- A woman saw a 65-year-old man fall down some stairs in the 6000-something block of W Avenue on Thursday and went over to check on him. When she approached him, the man pulled out his genitals and made inappropriate comments to her. The incident was reported at 3:35 p.m.
- A caller said two male juveniles who appeared to be drunk were yelling and screaming on a swing set. An officer noted the males, who were 19 years old, were on their way home, 2:21 a.m.
- A man who looked 35 years old dropped his pants and exposed his genitals, 5:35 a.m.
- A caller said his son got a cut on his foot from some glass in a park. The caller said he dug around near where his son was cut and found two bottles in the sand under a swing set, 2 p.m.
- A bicyclist rode into the back of a parked car and was bleeding, 5:10 p.m.
- A resident said a woman who had been living out of her car had been praying in her front yard, 7:22 p.m.
- A caller said his landlord's boyfriend was nailing the bathroom door shut so he couldn't use it, 9:46 p.m.
- A father and son were seen fighting with golf clubs near O Avenue and 11th Street Wednesday evening, and a woman was trying to separate them. The 22-year-old son called earlier in the day after alleging his father punched him in the mouth near Chronic Taco. The father, who had been previously known to police for driving a van with the words "social outkast" painted on it and being "anti-police," was arrested.
The incident was reported at 7:37 p.m.
- A resident said someone had planted an 8-foot-by-4-foot sign from a strawberry field in his yard, 7:43 a.m.

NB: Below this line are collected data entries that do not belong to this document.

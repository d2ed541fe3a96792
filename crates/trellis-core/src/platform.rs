//! Platform hooks the runtime delegates to.
//!
//! The engine never sleeps or spawns threads itself. Passive effects and
//! deferred tasks are queued on the runtime, and the platform is asked for a
//! tick through [`Scheduler::request_tick`]. Whoever drives the platform loop
//! then calls [`Runtime::run_deferred`](crate::Runtime::run_deferred).

/// Requests ticks from the host platform.
///
/// Implementations must be safe to share with other threads so that an
/// event loop can be woken from outside the runtime's thread.
pub trait Scheduler: Send + Sync {
    /// Ask for `run_deferred` to be called soon. Repeated requests before the
    /// tick may be coalesced.
    fn request_tick(&self);
}

/// Scheduler that drops tick requests; the owner polls instead.
#[derive(Debug, Default, Clone, Copy)]
pub struct DefaultScheduler;

impl Scheduler for DefaultScheduler {
    fn request_tick(&self) {}
}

- A caller said he thought someone was "getting high" in a restroom stall at Target. The caller said the man was shaking a can and sniffing it. The suspect was described as a male with a shaved head and a goatee and was last seen wearing a gray sweatshirt and gray sweatpants. He left on a bike prior to police arrival, noon.
- A caller said protestors were blocking driveways and playing music too loudly near the wetlands, 5:43 p.m.
- A caller said two men in a black Ford Explorer had approached him when he pulled up to an ATM. They told him their company had received a surplus shipment, and they were willing to sell the merchandise "for cheap." The caller thought the men might be selling stolen property, 6:14 p.m.
- A resident was seen hitting golf balls into the harbor, 7:04 p.m.
- A woman said two men, who were "flirtatious" with her as she walked by, approached her from behind and asked "what she had on her." The suspects indicated they had a weapon but none was seen. She told them to take whatever they wanted and they took her wallet, 12:26 a.m.
- A man said two male suspects convinced him to withdraw $10,000 from his bank account and meet them in the Boston Market parking lot. He showed the money to the suspects and turned around to look for something in his car. When he looked back, the suspects had left with the cash, 5:32 p.m.
- A caller said four male juveniles were drinking beer and standing near a ledge in a parking structure, 7:50 p.m.
- A drunken male transient was arrested after he locked himself inside a public bathroom for an hour, 9:39 p.m.
- A caller said he thought someone tried to break into his house but it turned out to be a cat, 11:50 p.m.
The good news is that we earned a reprieve this week for the ducks and the pedestrians. The bad news is that the "weird" coyotes have gone missing, instead we get the dropping of the pants.